Misstrauen vor lebensfeindlicher Kulisse
Ulf Kvensler spannt einen atmosphärisch dichten und beeindruckenden Spannungsbogen. Eindrücklich zeigt er, was passieren kann, wenn ein neuer Magnet in eine alte Gruppe stößt, die seit Jahren aufeinander abgestimmt ihren ruhigen Weg nimmt und jetzt plötzlich neu aufgemischt wird. Angesiedelt wird der Krimi in die grandiose Landschaft des Nationalparks Sarek und der wanderbegeisterte Autor zeigt hier sehr deutlich, wie schnell sich ein fantastischer Urlaub in eine ebensolche Katastrophe umwandeln kann, wenn elementare Fragen der Ausrüstung nicht oder falsch berechnet wurden. Zunächst stolpern seine Helden durch Alpträume von Misstrauen und Streit, alsbald aber auch durch die von Schnee und Eis - und im Angesicht einer drohenden Katastrophe fällt schnell der Firnis der normalen Gesellschaft ab.
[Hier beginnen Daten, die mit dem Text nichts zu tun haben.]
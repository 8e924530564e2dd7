//! Seller

use serde::Deserialize;

/// Name of the mill printed in the invoice banner.
pub const SELLER_NAME: &str = "Kalaiselvi Traders";

/// Postal address printed under the seller name.
pub const SELLER_ADDRESS: &str = "267, EH Road, Vysarpadi, Chennai - 39";

/// Who is issuing the invoice.
#[derive(Debug, Clone, PartialEq, Eq, Deserialize)]
pub struct SellerIdentity {
    /// Trading name
    pub name: String,

    /// Single-line postal address
    pub address: String,
}

impl Default for SellerIdentity {
    fn default() -> Self {
        Self {
            name: SELLER_NAME.to_string(),
            address: SELLER_ADDRESS.to_string(),
        }
    }
}
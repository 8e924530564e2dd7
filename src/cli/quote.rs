use std::io::{self, Write};

use anyhow::Result;
use chekku::{billing::Biller, layout::amount_label, weight::Weight};
use clap::Args;

#[derive(Debug, Args)]
pub(crate) struct QuoteArgs {
    /// Item sold, e.g. Coconut
    #[arg(short, long)]
    pub(crate) item: String,

    /// Weight in kilograms
    #[arg(short, long)]
    pub(crate) weight: Weight,
}

pub(crate) fn run(biller: &Biller, args: &QuoteArgs) -> Result<()> {
    let line = biller.quote(&args.item, args.weight)?;

    writeln!(
        io::stdout().lock(),
        "Total Amount: {}",
        amount_label(line.amount())
    )?;

    Ok(())
}
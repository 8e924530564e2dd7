use std::{
    io::{self, Write},
    path::PathBuf,
};

use anyhow::Result;
use chekku::{
    billing::Biller,
    layout::InvoiceLayout,
    payment::PaymentStatus,
    renderers::{InvoiceRenderer, text::TextRenderer},
    weight::Weight,
};
use clap::Args;

#[derive(Debug, Args)]
pub(crate) struct BillArgs {
    /// Item sold, e.g. Coconut
    #[arg(short, long)]
    pub(crate) item: String,

    /// Weight in kilograms
    #[arg(short, long)]
    pub(crate) weight: Weight,

    /// Payment status (paid, not-paid)
    #[arg(short, long, default_value = "paid")]
    pub(crate) status: PaymentStatus,

    /// Directory the bill is saved in
    #[arg(short, long, default_value = ".")]
    pub(crate) out_dir: PathBuf,

    /// Print a text preview of the bill
    #[arg(long)]
    pub(crate) preview: bool,

    /// Print the bill as a base64 `data:` URI
    #[arg(long)]
    pub(crate) data_uri: bool,
}

pub(crate) fn run(biller: &Biller, args: &BillArgs) -> Result<()> {
    let request = biller.request(&args.item, args.weight, args.status)?;
    let bill = biller.bill_now(&request)?;
    let path = bill.write_to_dir(&args.out_dir)?;

    let mut out = io::stdout().lock();

    if args.preview {
        TextRenderer.render_to(&InvoiceLayout::from_invoice(bill.invoice()), &mut out)?;
        writeln!(out)?;
    }

    if args.data_uri {
        writeln!(out, "{}", bill.data_uri())?;
    }

    writeln!(out, "Saved {}", path.display())?;

    Ok(())
}
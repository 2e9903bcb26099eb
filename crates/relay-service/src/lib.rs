//! Broadcast Relay Service Library
//!
//! A ticket-gated real-time relay: clients fetch a one-time ticket over HTTP,
//! open a WebSocket, present the ticket as their first message, and from then
//! on every message they send is fanned out to every other open connection.
//!
//! # Architecture
//!
//! ```text
//! HTTP: /getticket /status /health /ready /metrics
//!   │
//!   └── TicketService (Redis counter + single-use store)
//!            ▲
//! WS: /bbService ──> transport ──> BroadcastHub
//!                                   ├── ConnectionRegistry (shared)
//!                                   └── ConnectionSession  (per connection)
//!                                        └── AdmissionGate
//! ```
//!
//! # Key Design Decisions
//!
//! - **Explicit injection**: the hub receives its ticket backend as an
//!   `Arc<dyn TicketService>` at construction
//! - **Non-blocking fan-out**: every connection has a bounded outbound queue;
//!   a slow peer loses messages instead of stalling the round
//! - **Fail closed**: a ticket backend error refuses admission
//! - **Eager removal**: a rejected connection leaves the registry immediately
//!
//! # Modules
//!
//! - [`hub`] - registry, admission gate, fan-out
//! - [`tickets`] - ticket service contract and Redis backend
//! - [`transport`] - WebSocket boundary
//! - [`handlers`], [`routes`] - HTTP surface
//! - [`observability`] - health probes and metrics
//! - [`config`] - service configuration from environment
//! - [`errors`] - error types and HTTP mapping

#![warn(clippy::pedantic)]
#![allow(clippy::module_name_repetitions)]
#![allow(clippy::missing_errors_doc)]

pub mod config;
pub mod errors;
pub mod handlers;
pub mod hub;
pub mod observability;
pub mod routes;
pub mod tickets;
pub mod transport;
Kvenslers Geschichte ist dennoch nicht so klar, wie man es auf weiten Strecken erwartet. In den letzten Kapiteln und als der/die Leser/*in sich schon ein klares Urteil gebildet hat, kommt plötzlich eine neue Wendung mit ins Spiel. Natürlich stört das den Ablauf, den wir uns schon alle klar und detailliert gedacht hatten, andererseits ist das der Teil, der den Roman von anderen Büchern unterscheidet: Es gibt nicht nur die Guten und die Bösen. es gibt die Guten, die zu wenig tun, die aus Feigheit schweigen und die Katastrophen zulassen. Treffen sie dann auf jemanden, der möglicherweise zu den Bösen gehört, kann sich das Feuer von selbst entzünden.
Fazit
Ulf Kvensler präsentiert mit seinem Debut einen spannenden und dichten Roman, der ihn in Schweden auf Anhieb an die Spitze der Bestsellerliste katapultierte. Was soll ich sagen - zu Recht!